-- Work to be completed --
Your task is to copy every line of the entries that contains "AggregatedSignature".

# # # # # # #

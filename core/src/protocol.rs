//! Canonical transaction encoding and identifiers.
//!
//! Two distinct byte images exist for every transaction:
//!
//! - the **signing payload**, which prefixes a domain tag and binds the
//!   chain id and genesis hash so a signature cannot be replayed on another
//!   network;
//! - the **wire image** (`"CTX1" || envelope`), which is what gets
//!   broadcast and whose Blake2b-512 prefix is the canonical transaction
//!   id. The wire image deliberately carries no chain-binding fields.
//!
//! Encoding is total and deterministic: the same transaction always yields
//! the same bytes.

use blake2::{Blake2b512, Digest};

use crate::codec::{put_bytes_vec, put_i64_le, put_u32_le, put_u64_le, put_u8, put_vec};
use crate::error::ProtocolError;
use crate::keys::Address;

/// ASCII magic prefixed to every broadcast transaction image.
pub const WIRE_MAGIC: &[u8; 4] = b"CTX1";

/// Domain tag prefixed to every signing payload.
pub const SIG_DOMAIN: &[u8] = b"CATALYST_SIG_V1";

/// Maximum length of the free-form `data` field.
pub const MAX_DATA_LEN: usize = 60;

/// Schnorr signature length on the wire.
pub const SIGNATURE_LEN: usize = 64;

/// Transaction type tags.
#[derive(Clone, Copy, Debug, Eq, PartialEq)]
pub enum TransactionType {
    /// Plain value transfer with cleartext amounts.
    NonConfidentialTransfer,
}

impl TransactionType {
    /// The wire tag byte.
    pub fn tag(self) -> u8 {
        match self {
            TransactionType::NonConfidentialTransfer => 0,
        }
    }
}

/// Value moved in or out of an account entry.
#[derive(Clone, Copy, Debug, Eq, PartialEq)]
pub enum EntryAmount {
    /// Cleartext signed amount; negative debits the entry's account.
    NonConfidential(i64),
}

/// A single ledger entry: the account it touches and the amount.
#[derive(Clone, Debug, Eq, PartialEq)]
pub struct TransactionEntry {
    /// Compressed public key of the account (its address bytes).
    pub public_key: [u8; 32],
    /// Signed amount for this entry.
    pub amount: EntryAmount,
}

/// The signed portion of a transaction.
#[derive(Clone, Debug, Eq, PartialEq)]
pub struct TransactionCore {
    /// Transaction type tag.
    pub tx_type: TransactionType,
    /// Ordered ledger entries; debits are negative.
    pub entries: Vec<TransactionEntry>,
    /// Per-sender sequence number.
    pub nonce: u64,
    /// Earliest unix time (seconds) the transaction may apply; 0 disables.
    pub lock_time: u32,
    /// Fee in base units.
    pub fees: u64,
    /// Free-form payload, at most [`MAX_DATA_LEN`] bytes.
    pub data: Vec<u8>,
}

/// Aggregated Schnorr signature bytes; must be 64 bytes on the wire.
#[derive(Clone, Debug, Eq, PartialEq)]
pub struct AggregatedSignature(pub Vec<u8>);

/// A full transaction envelope: core, signature and submission timestamp.
#[derive(Clone, Debug, Eq, PartialEq)]
pub struct Transaction {
    /// The signed core.
    pub core: TransactionCore,
    /// Schnorr signature over the signing payload.
    pub signature: AggregatedSignature,
    /// Submission timestamp, unix milliseconds.
    pub timestamp: u64,
}

fn encode_entry(entry: &TransactionEntry) -> Vec<u8> {
    let mut out = Vec::with_capacity(32 + 1 + 8);
    out.extend_from_slice(&entry.public_key);
    match entry.amount {
        EntryAmount::NonConfidential(amount) => {
            put_u8(&mut out, 0);
            put_i64_le(&mut out, amount);
        }
    }
    out
}

/// Canonical serialization of a transaction core.
pub fn encode_core_v1(core: &TransactionCore) -> Result<Vec<u8>, ProtocolError> {
    if core.data.len() > MAX_DATA_LEN {
        return Err(ProtocolError::TxDataTooLong(core.data.len()));
    }

    let mut out = Vec::with_capacity(1 + 4 + core.entries.len() * 41 + 24 + core.data.len());
    put_u8(&mut out, core.tx_type.tag());
    let entries: Vec<Vec<u8>> = core.entries.iter().map(encode_entry).collect();
    put_vec(&mut out, &entries).map_err(ProtocolError::Codec)?;
    put_u64_le(&mut out, core.nonce);
    put_u32_le(&mut out, core.lock_time);
    put_u64_le(&mut out, core.fees);
    put_bytes_vec(&mut out, &core.data).map_err(ProtocolError::Codec)?;
    Ok(out)
}

/// Canonical serialization of a full envelope: `core || vec(signature) ||
/// u64_le(timestamp)`.
pub fn encode_envelope_v1(tx: &Transaction) -> Result<Vec<u8>, ProtocolError> {
    if tx.signature.0.len() != SIGNATURE_LEN {
        return Err(ProtocolError::SignatureLengthInvalid(tx.signature.0.len()));
    }

    let mut out = encode_core_v1(&tx.core)?;
    put_bytes_vec(&mut out, &tx.signature.0).map_err(ProtocolError::Codec)?;
    put_u64_le(&mut out, tx.timestamp);
    Ok(out)
}

/// The broadcast image: `WIRE_MAGIC || envelope`.
pub fn encode_wire_tx_v1(tx: &Transaction) -> Result<Vec<u8>, ProtocolError> {
    let envelope = encode_envelope_v1(tx)?;
    let mut out = Vec::with_capacity(WIRE_MAGIC.len() + envelope.len());
    out.extend_from_slice(WIRE_MAGIC);
    out.extend_from_slice(&envelope);
    Ok(out)
}

/// Canonical transaction id: `Blake2b-512(wire)[0..32]`.
pub fn tx_id_v1(tx: &Transaction) -> Result<[u8; 32], ProtocolError> {
    let wire = encode_wire_tx_v1(tx)?;
    let digest = Blake2b512::digest(&wire);
    let mut id = [0u8; 32];
    id.copy_from_slice(&digest[..32]);
    Ok(id)
}

/// The exact byte string handed to the Schnorr signer.
///
/// `SIG_DOMAIN || u64_le(chain_id) || genesis_hash || core ||
/// u64_le(timestamp)`; the chain-binding fields live here and only here.
pub fn transaction_signing_payload_v1(
    core: &TransactionCore,
    timestamp: u64,
    chain_id: u64,
    genesis_hash: [u8; 32],
) -> Result<Vec<u8>, ProtocolError> {
    let core_bytes = encode_core_v1(core)?;
    let mut out = Vec::with_capacity(SIG_DOMAIN.len() + 8 + 32 + core_bytes.len() + 8);
    out.extend_from_slice(SIG_DOMAIN);
    put_u64_le(&mut out, chain_id);
    out.extend_from_slice(&genesis_hash);
    out.extend_from_slice(&core_bytes);
    put_u64_le(&mut out, timestamp);
    Ok(out)
}

/// Build a two-entry transfer core: `[{from, -amount}, {to, +amount}]`.
///
/// `amount` must be strictly positive. A self-transfer (`from == to`) is
/// legal and moves nothing but the fee.
pub fn build_transfer_v1(
    from: &Address,
    to: &Address,
    amount: i64,
    nonce: u64,
    lock_time: u32,
    fees: u64,
) -> Result<TransactionCore, ProtocolError> {
    if amount <= 0 {
        return Err(ProtocolError::AmountNonPositive);
    }

    Ok(TransactionCore {
        tx_type: TransactionType::NonConfidentialTransfer,
        entries: vec![
            TransactionEntry {
                public_key: *from.as_bytes(),
                amount: EntryAmount::NonConfidential(-amount),
            },
            TransactionEntry {
                public_key: *to.as_bytes(),
                amount: EntryAmount::NonConfidential(amount),
            },
        ],
        nonce,
        lock_time,
        fees,
        data: Vec::new(),
    })
}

# # # # # # #

-- Task solution --
pub struct AggregatedSignature(pub Vec<u8>);
    pub signature: AggregatedSignature,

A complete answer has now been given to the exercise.